The knives are out over legislation to end surprise medical bills and specifics haven’t even been unveiled yet.
The industry is pushing back hard against a particular principle laid out by President Donald Trump last week.
The administration wants all out-of-network charges from a doctor at an in-network hospital to be wrapped into a single bill from the hospital.
How this provision will technically play out in policy is yet to be seen, as the Senate health committee plans to release its legislative package on surprise medical bills this summer.
But the administration’s position has roiled hospital groups and specialty physicians like emergency doctors, radiologists and anesthesiologists, who don’t always share the same insurance network as hospitals and have higher than average charges.
“Untested proposals such as bundling payments would create significant disruption to provider networks and contracting without benefiting patients,” American Hospital Association CEO Rick Pollack said in a statement shortly after Trump made his remarks. He reiterated the AHA’s position that all Congress needs to do is enact a ban on balance billing and leave the rest to industry to figure out.

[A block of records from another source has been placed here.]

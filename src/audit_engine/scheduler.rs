//! Bounded-concurrency batch scheduler
//!
//! Coordinates one audit run with:
//! - A FIFO queue seeded in input order
//! - `min(max_concurrent, urls)` worker loops sharing one page pool
//! - Per-URL exclusivity for duplicate entries
//! - Lifecycle callbacks on a dedicated dispatcher task
//! - Cooperative cancellation

use futures::FutureExt;
use futures::StreamExt;
use futures::stream::FuturesUnordered;
use log::{debug, error, info};
use std::collections::VecDeque;
use std::panic::AssertUnwindSafe;
use std::sync::Arc;
use std::time::Instant;
use tokio::sync::Mutex;
use tokio_util::sync::CancellationToken;

use super::aggregator::build_summary;
use super::events::{AuditEvent, EventSender, spawn_dispatcher};
use super::fingerprint_limiter::FingerprintLimiter;
use super::progress::ProgressTracker;
use super::task_types::{TaskOutcome, TaskRecord};
use super::worker::{WorkerContext, panicked_record, run_task};
use crate::analyzers::AnalyzerPipeline;
use crate::browser_pool::{PagePool, PageSource, PoolStats};
use crate::config::TestOptions;
use crate::results::TestSummary;

type UrlQueue = Arc<Mutex<VecDeque<(usize, String)>>>;

/// Everything a run produced, before aggregation
#[derive(Debug)]
pub struct RunRecords {
    /// One record per planned URL, in completion order
    pub records: Vec<TaskRecord>,
    /// URLs left after `max_pages` truncation
    pub planned_pages: usize,
    pub wall_clock_ms: u64,
    pub pool_stats: PoolStats,
}

/// Runs batches of URLs against one page source
pub struct AuditScheduler<S: PageSource> {
    source: Arc<S>,
    pipeline: Arc<AnalyzerPipeline<S::Page>>,
    options: Arc<TestOptions>,
    tracker: ProgressTracker,
    cancel: CancellationToken,
}

impl<S: PageSource> AuditScheduler<S> {
    pub fn new(source: Arc<S>, pipeline: AnalyzerPipeline<S::Page>, options: TestOptions) -> Self {
        Self {
            source,
            pipeline: Arc::new(pipeline),
            options: Arc::new(options),
            tracker: ProgressTracker::new(),
            cancel: CancellationToken::new(),
        }
    }

    /// Live counters for the current run, e.g. for a debugger session
    #[must_use]
    pub fn tracker(&self) -> ProgressTracker {
        self.tracker.clone()
    }

    /// Cancelling stops workers from pulling further URLs
    #[must_use]
    pub fn cancellation_token(&self) -> CancellationToken {
        self.cancel.clone()
    }

    #[must_use]
    pub fn options(&self) -> &TestOptions {
        &self.options
    }

    /// Audit `urls` (after `max_pages` truncation) and return one record per URL
    pub async fn run(&self, urls: &[String]) -> RunRecords {
        let started = Instant::now();
        let planned = self.options.plan(urls);
        let total = planned.len();
        self.tracker.start_run(total);

        let pool = PagePool::new(Arc::clone(&self.source), self.options.max_concurrent());
        if total == 0 {
            info!("No URLs to audit");
            return RunRecords {
                records: Vec::new(),
                planned_pages: 0,
                wall_clock_ms: 0,
                pool_stats: pool.stats(),
            };
        }

        let queue: UrlQueue = Arc::new(Mutex::new(
            planned.iter().cloned().enumerate().collect(),
        ));
        let (events, dispatcher) = spawn_dispatcher(self.options.event_handler(), total);
        let ctx = Arc::new(WorkerContext {
            pool: Arc::clone(&pool),
            pipeline: Arc::clone(&self.pipeline),
            options: Arc::clone(&self.options),
            cancel: self.cancel.clone(),
        });
        let fingerprints = Arc::new(FingerprintLimiter::new());

        let worker_count = self.options.max_concurrent().min(total);
        info!(
            "Auditing {} URLs with {} workers (timeout {}s, {} retries)",
            total,
            worker_count,
            self.options.timeout_secs(),
            self.options.max_retries()
        );

        let mut workers = FuturesUnordered::new();
        for worker_id in 0..worker_count {
            workers.push(tokio::spawn(worker_loop(
                worker_id,
                Arc::clone(&ctx),
                Arc::clone(&queue),
                Arc::clone(&fingerprints),
                events.clone(),
                self.tracker.clone(),
            )));
        }
        drop(events);

        let mut records = Vec::with_capacity(total);
        while let Some(joined) = workers.next().await {
            match joined {
                Ok(mut finished) => records.append(&mut finished),
                Err(e) => error!("Audit worker task failed: {e}"),
            }
        }

        // Anything still queued was never dispatched
        let leftover: Vec<(usize, String)> = queue.lock().await.drain(..).collect();
        if !leftover.is_empty() {
            info!("Run cancelled with {} URLs not dispatched", leftover.len());
        }
        for (index, url) in leftover {
            let record = TaskRecord::cancelled(index, url);
            self.tracker.record_terminal(&record.outcome);
            records.push(record);
        }

        if let Err(e) = dispatcher.await {
            error!("Event dispatcher task failed: {e}");
        }

        pool.close().await;
        let pool_stats = pool.stats();
        let wall_clock_ms = u64::try_from(started.elapsed().as_millis()).unwrap_or(u64::MAX);
        info!(
            "Audit run finished: {} records in {} ms (pages created {}, peak in use {})",
            records.len(),
            wall_clock_ms,
            pool_stats.created,
            pool_stats.peak_in_use
        );

        RunRecords {
            records,
            planned_pages: total,
            wall_clock_ms,
            pool_stats,
        }
    }

    /// Run and fold the records into a [`TestSummary`]
    pub async fn run_and_aggregate(&self, urls: &[String]) -> TestSummary {
        let run = self.run(urls).await;
        build_summary(run.records, run.planned_pages, run.wall_clock_ms)
    }
}

async fn worker_loop<S: PageSource>(
    worker_id: usize,
    ctx: Arc<WorkerContext<S>>,
    queue: UrlQueue,
    fingerprints: Arc<FingerprintLimiter>,
    events: EventSender,
    tracker: ProgressTracker,
) -> Vec<TaskRecord> {
    let mut records = Vec::new();

    loop {
        if ctx.cancel.is_cancelled() {
            debug!("Worker {worker_id} stopping: run cancelled");
            break;
        }

        let Some((index, url)) = queue.lock().await.pop_front() else {
            break;
        };

        let _permit = fingerprints.acquire(&url).await;

        tracker.task_started();
        events.send(AuditEvent::Started { url: url.clone() });

        let record = AssertUnwindSafe(run_task(&ctx, index, url.clone()))
            .catch_unwind()
            .await
            .unwrap_or_else(|_| {
                error!("Worker {worker_id} panicked while auditing {url}");
                panicked_record(index, url)
            });

        debug!(
            "Worker {worker_id} finished {}: {}",
            record.url,
            record.outcome.label()
        );
        tracker.task_finished(&record.outcome);
        emit_terminal(&events, &record);
        records.push(record);
    }

    debug!("Worker {worker_id} finished {} tasks", records.len());
    records
}

fn emit_terminal(events: &EventSender, record: &TaskRecord) {
    let url = record.url.clone();
    let event = match &record.outcome {
        TaskOutcome::Completed(result) => AuditEvent::Completed {
            url,
            result: result.clone(),
            duration_ms: record.duration_ms,
            attempts: record.attempts,
        },
        TaskOutcome::RedirectSkipped { target } => AuditEvent::Skipped {
            url,
            target: target.clone(),
        },
        TaskOutcome::Failed { error, .. } | TaskOutcome::Crashed { error } => AuditEvent::Failed {
            url,
            error: error.clone(),
            attempts: record.attempts,
        },
        TaskOutcome::Cancelled => return,
    };
    events.send(event);
}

Specialty physicians argue that a single bill will complicate all the billing processes on the back-end with hospitals and insurers.
Dr. Sherif Zaafran, a Texas anesthesiologist, said he doesn’t see room within the White House framework for a policy he could support. He sees it as undercutting specialty physicians’ independence from hospitals. “As a patient I think a single hospital bill on the surface sounds really good, but in the reality of how most of us practice it’s probably not very practical,” Zaafran said. “A single bill would imply you’re marrying the system for how a physician gets paid with other components that bill completely separately.”
He expects a resulting policy would end up cutting pay for both hospitals and ancillary physicians—hospitals taking a hit as they try to collect the fee and reimburse the physician, and physicians taking a hit if hospitals need to negotiate with insurers on their behalf.
“There are downstream effects that folks haven’t thought through,” Zaafran said.
But the administration’s stance shows how thinking around policy has morphed during months of scrutiny of the issue. And analysts have been documenting the trajectory of high ancillary physician charges in part to lay out the argument for payment bundles.
Discussions started last fall with an initial legislative push from a bipartisan group led by Sens. Bill Cassidy (R-La.) and Michael Bennet (D-Colo.). Cassidy and his co-sponsors introduced a draft proposal to cap out-of-network charges at a regional average. Not long after, Sen. Maggie Hassan (D-N.H.) pitched arbitration to settle disputes between insurers and providers.
As the months passed, the debate transitioned into a look at the underlying contracts between hospitals and insurers—even as policy analysts note that the problem of surprise medical bills is limited to a small number of hospitals.
Experts and economists from think tanks like the Brookings Institution, American Enterprise Institute and the Urban Institute have weighed in, aided by data from states that have tried to curb the practice in the individual insurance markets that fall under their regulating power.
Several have warned that if lawmakers don’t handle the policy carefully, they could end up inflating overall costs, leading to higher premiums and expenses in an already costly system.